TASK REQUIREMENTS
Every line of the entries that holds the word "injected" is to be copied.

[Saved data entries]
---------------
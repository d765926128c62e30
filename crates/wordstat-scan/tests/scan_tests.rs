use std::collections::HashMap;
use std::fs;
use std::io::{self, BufRead, BufReader, Read};
use std::path::{Path, PathBuf};
use std::sync::Mutex;

use tempfile::TempDir;
use wordstat_scan::{
    ContentReader, FsReader, ScanConfig, ScanError, ScanReport, Scanner, WarningKind,
};

/// Fails the first `failures` opens of every path listed, then reads normally.
struct FlakyReader {
    remaining: Mutex<HashMap<PathBuf, u32>>,
    mid_read: bool,
}

impl FlakyReader {
    fn new(paths: &[PathBuf], failures: u32, mid_read: bool) -> Self {
        let remaining = paths.iter().map(|p| (p.clone(), failures)).collect();
        Self {
            remaining: Mutex::new(remaining),
            mid_read,
        }
    }
}

impl ContentReader for FlakyReader {
    fn open(&self, path: &Path) -> io::Result<Box<dyn BufRead + Send>> {
        let should_fail = {
            let mut remaining = self.remaining.lock().unwrap();
            match remaining.get_mut(path) {
                Some(left) if *left > 0 => {
                    *left -= 1;
                    true
                }
                _ => false,
            }
        };

        if !should_fail {
            return FsReader.open(path);
        }
        if !self.mid_read {
            return Err(io::Error::other("injected open failure"));
        }
        let data = fs::read(path)?;
        Ok(Box::new(BufReader::new(BrokenAfter { data, pos: 0 })))
    }
}

/// Yields its data, then errors instead of reporting end of file.
struct BrokenAfter {
    data: Vec<u8>,
    pos: usize,
}

impl Read for BrokenAfter {
    fn read(&mut self, buf: &mut [u8]) -> io::Result<usize> {
        if self.pos >= self.data.len() {
            return Err(io::Error::new(io::ErrorKind::UnexpectedEof, "injected read failure"));
        }
        let n = buf.len().min(self.data.len() - self.pos);
        buf[..n].copy_from_slice(&self.data[self.pos..self.pos + n]);
        self.pos += n;
        Ok(n)
    }
}

fn create_source_tree() -> TempDir {
    let temp = TempDir::new().unwrap();
    let root = temp.path();

    fs::create_dir_all(root.join("src/main")).unwrap();
    fs::create_dir_all(root.join("db")).unwrap();

    fs::write(
        root.join("src/main/App.java"),
        "public class App\n{\n    public static void main\n}\n",
    )
    .unwrap();
    fs::write(root.join("src/tool.py"), "import os\nprint os\n").unwrap();
    fs::write(root.join("src/lib.c"), "int add\nint sub\n").unwrap();
    fs::write(root.join("db/schema.sql"), "create table users\ncreate index\n").unwrap();
    fs::write(root.join("README.md"), "public public public\n").unwrap();

    temp
}

fn scan_with_workers(root: &Path, workers: usize) -> ScanReport {
    let config = ScanConfig::builder()
        .root(root)
        .workers(workers)
        .build()
        .unwrap();
    Scanner::new().scan(&config).unwrap()
}

#[test]
fn test_single_file_counts() {
    let temp = TempDir::new().unwrap();
    fs::write(temp.path().join("Hello.java"), "hello world\nHELLO").unwrap();

    let report = scan_with_workers(temp.path(), 2);

    assert_eq!(report.stats.files, 1);
    assert_eq!(report.stats.lines, 2);
    assert_eq!(report.count_of("hello"), Some(1));
    assert_eq!(report.count_of("world"), Some(1));
    assert_eq!(report.count_of("HELLO"), Some(1));
    assert_eq!(report.ranking.len(), 3);
}

#[test]
fn test_file_root_counts() {
    let temp = TempDir::new().unwrap();
    let file = temp.path().join("Hello.java");
    fs::write(&file, "hello world\nHELLO").unwrap();

    let report = scan_with_workers(&file, 3);

    assert_eq!(report.root, file);
    assert_eq!(report.stats.files, 1);
    assert_eq!(report.stats.lines, 2);
    assert_eq!(report.count_of("hello"), Some(1));
    assert_eq!(report.count_of("world"), Some(1));
    assert_eq!(report.count_of("HELLO"), Some(1));
    assert_eq!(report.ranking.len(), 3);
}

#[test]
fn test_empty_directory() {
    let temp = TempDir::new().unwrap();

    let report = scan_with_workers(temp.path(), 4);

    assert_eq!(report.stats.files, 0);
    assert_eq!(report.stats.lines, 0);
    assert!(report.ranking.is_empty());
    assert!(report.failures.is_empty());
}

#[test]
fn test_results_independent_of_pool_size() {
    let temp = create_source_tree();

    let single = scan_with_workers(temp.path(), 1);
    let many = scan_with_workers(temp.path(), 4);

    assert_eq!(single.stats.files, 4);
    assert_eq!(single.stats.lines, 10);
    assert_eq!(single.stats.files, many.stats.files);
    assert_eq!(single.stats.lines, many.stats.lines);
    assert_eq!(single.stats.bytes, many.stats.bytes);
    assert_eq!(single.ranking, many.ranking);
}

#[test]
fn test_extension_filter() {
    let temp = create_source_tree();

    let config = ScanConfig::builder()
        .root(temp.path())
        .extensions(vec!["py".to_string(), "sql".to_string()])
        .build()
        .unwrap();
    let report = Scanner::new().scan(&config).unwrap();

    assert_eq!(report.stats.files, 2);
    assert_eq!(report.stats.lines, 4);
    assert_eq!(report.count_of("public"), None);

    // An empty allow-list accepts every file, README included.
    let config = ScanConfig::builder()
        .root(temp.path())
        .extensions(Vec::<String>::new())
        .build()
        .unwrap();
    let report = Scanner::new().scan(&config).unwrap();

    assert_eq!(report.stats.files, 5);
    assert_eq!(report.count_of("public"), Some(5));
}

#[test]
fn test_ranking_and_tie_break() {
    let temp = create_source_tree();
    let report = scan_with_workers(temp.path(), 3);

    let top: Vec<(&str, u64)> = report
        .top(4)
        .iter()
        .map(|entry| (entry.token.as_str(), entry.count))
        .collect();
    assert_eq!(
        top,
        vec![("create", 2), ("int", 2), ("os", 2), ("public", 2)]
    );
}

#[test]
fn test_mixed_tokens_are_not_counted() {
    let temp = TempDir::new().unwrap();
    fs::write(
        temp.path().join("mixed.js"),
        "var x1 = foo(bar);\nlet ok_name = done\n\tdone  again\n",
    )
    .unwrap();

    let report = scan_with_workers(temp.path(), 2);

    assert_eq!(report.stats.lines, 3);
    assert_eq!(report.count_of("var"), Some(1));
    assert_eq!(report.count_of("let"), Some(1));
    assert_eq!(report.count_of("done"), Some(2));
    assert_eq!(report.count_of("again"), Some(1));
    assert_eq!(report.count_of("x1"), None);
    assert_eq!(report.count_of("foo(bar);"), None);
    assert_eq!(report.count_of("ok_name"), None);
    assert_eq!(report.count_of("="), None);
}

#[test]
fn test_transient_open_failure_matches_clean_run() {
    let temp = create_source_tree();
    let clean = scan_with_workers(temp.path(), 2);

    let flaky_paths = vec![
        temp.path().join("src/lib.c"),
        temp.path().join("db/schema.sql"),
    ];
    let config = ScanConfig::builder()
        .root(temp.path())
        .workers(2usize)
        .build()
        .unwrap();
    let report = Scanner::with_reader(FlakyReader::new(&flaky_paths, 1, false))
        .scan(&config)
        .unwrap();

    assert_eq!(report.stats.files, clean.stats.files);
    assert_eq!(report.stats.lines, clean.stats.lines);
    assert_eq!(report.ranking, clean.ranking);
    assert_eq!(report.stats.retries, 2);
    assert!(report.failures.is_empty());
}

#[test]
fn test_failure_mid_read_commits_nothing() {
    let temp = create_source_tree();
    let clean = scan_with_workers(temp.path(), 3);

    let flaky_paths = vec![temp.path().join("src/main/App.java")];
    let config = ScanConfig::builder()
        .root(temp.path())
        .workers(3usize)
        .build()
        .unwrap();
    let report = Scanner::with_reader(FlakyReader::new(&flaky_paths, 1, true))
        .scan(&config)
        .unwrap();

    assert_eq!(report.stats.lines, clean.stats.lines);
    assert_eq!(report.stats.bytes, clean.stats.bytes);
    assert_eq!(report.count_of("public"), Some(2));
    assert_eq!(report.ranking, clean.ranking);
}

#[test]
fn test_permanent_failure_terminates() {
    let temp = create_source_tree();
    let broken = temp.path().join("src/tool.py");

    let config = ScanConfig::builder()
        .root(temp.path())
        .workers(4usize)
        .max_retries(2u32)
        .build()
        .unwrap();
    let report = Scanner::with_reader(FlakyReader::new(&[broken.clone()], u32::MAX, false))
        .scan(&config)
        .unwrap();

    assert_eq!(report.stats.files, 3);
    assert_eq!(report.stats.lines, 8);
    assert_eq!(report.stats.retries, 2);
    assert_eq!(report.count_of("import"), None);
    assert_eq!(report.failures.len(), 1);
    assert_eq!(report.failures[0].path, broken);
    assert_eq!(report.failures[0].kind, WarningKind::RetryExhausted);
    assert!(report.has_failures());
}

#[test]
fn test_missing_root() {
    let temp = TempDir::new().unwrap();
    let config = ScanConfig::new(temp.path().join("does-not-exist"));

    let result = Scanner::new().scan(&config);

    assert!(matches!(result, Err(ScanError::NotFound { .. })));
}

#[test]
fn test_progress_subscription() {
    let temp = create_source_tree();
    let scanner = Scanner::new();
    let mut progress_rx = scanner.subscribe();

    let report = scanner.scan(&ScanConfig::new(temp.path())).unwrap();

    let mut last = None;
    while let Ok(progress) = progress_rx.try_recv() {
        last = Some(progress);
    }
    let last = last.expect("final progress snapshot");
    assert_eq!(last.files_processed, report.stats.files);
    assert_eq!(last.files_enqueued, report.stats.files);
    assert_eq!(last.bytes_read, report.stats.bytes);
}

#[test]
fn test_skip_hidden_under_dotted_root() {
    let temp = TempDir::new().unwrap();
    let root = temp.path().join(".workspace").join("project");
    fs::create_dir_all(root.join(".git")).unwrap();
    fs::write(root.join("main.c"), "int main\n").unwrap();
    fs::write(root.join(".hook.py"), "import os\n").unwrap();
    fs::write(root.join(".git/config.py"), "import sys\n").unwrap();

    let config = ScanConfig::builder()
        .root(&root)
        .include_hidden(false)
        .build()
        .unwrap();
    let report = Scanner::new().scan(&config).unwrap();

    assert_eq!(report.stats.files, 1);
    assert_eq!(report.count_of("main"), Some(1));
    assert_eq!(report.count_of("import"), None);
}

#[test]
fn test_skip_hidden_with_dot_root() {
    // Integration tests run from the package directory.
    let config = ScanConfig::builder()
        .root(".")
        .extensions(vec!["rs".to_string()])
        .include_hidden(false)
        .build()
        .unwrap();
    let report = Scanner::new().scan(&config).unwrap();

    assert!(report.stats.files > 0);
    assert!(report.count_of("fn").is_some());
}

#[test]
fn test_ignore_glob_matching_root_name() {
    let temp = TempDir::new().unwrap();
    let root = temp.path().join("build");
    fs::create_dir_all(root.join("build")).unwrap();
    fs::write(root.join("keep.js"), "var kept\n").unwrap();
    fs::write(root.join("build/out.js"), "var generated\n").unwrap();

    let config = ScanConfig::builder()
        .root(&root)
        .ignore_patterns(vec!["build".to_string()])
        .build()
        .unwrap();
    let report = Scanner::new().scan(&config).unwrap();

    assert_eq!(report.stats.files, 1);
    assert_eq!(report.count_of("kept"), Some(1));
    assert_eq!(report.count_of("generated"), None);
}

#[cfg(unix)]
#[test]
fn test_follow_symlinks() {
    let temp = TempDir::new().unwrap();
    let root = temp.path().join("root");
    let outside = temp.path().join("outside");
    fs::create_dir_all(root.join("sub")).unwrap();
    fs::create_dir_all(&outside).unwrap();
    fs::write(root.join("a.c"), "int alpha\n").unwrap();
    fs::write(root.join("sub/b.py"), "import beta\n").unwrap();
    fs::write(outside.join("c.js"), "var gamma\n").unwrap();
    std::os::unix::fs::symlink(&outside, root.join("ext")).unwrap();
    std::os::unix::fs::symlink(&root, root.join("sub/up")).unwrap();

    let unfollowed = scan_with_workers(&root, 2);
    assert_eq!(unfollowed.stats.files, 2);
    assert_eq!(unfollowed.count_of("gamma"), None);

    let config = ScanConfig::builder()
        .root(&root)
        .workers(2usize)
        .follow_symlinks(true)
        .build()
        .unwrap();
    let report = Scanner::new().scan(&config).unwrap();

    assert_eq!(report.stats.files, 3);
    assert_eq!(report.count_of("alpha"), Some(1));
    assert_eq!(report.count_of("beta"), Some(1));
    assert_eq!(report.count_of("gamma"), Some(1));
    let loops: Vec<_> = report
        .warnings
        .iter()
        .filter(|w| w.kind == WarningKind::SymlinkLoop)
        .collect();
    assert_eq!(loops.len(), 1);
    assert_eq!(loops[0].path, root.join("sub/up"));
}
---------------
WRITTEN RESPONSE
            return Err(io::Error::other("injected open failure"));
            return Err(io::Error::new(io::ErrorKind::UnexpectedEof, "injected read failure"));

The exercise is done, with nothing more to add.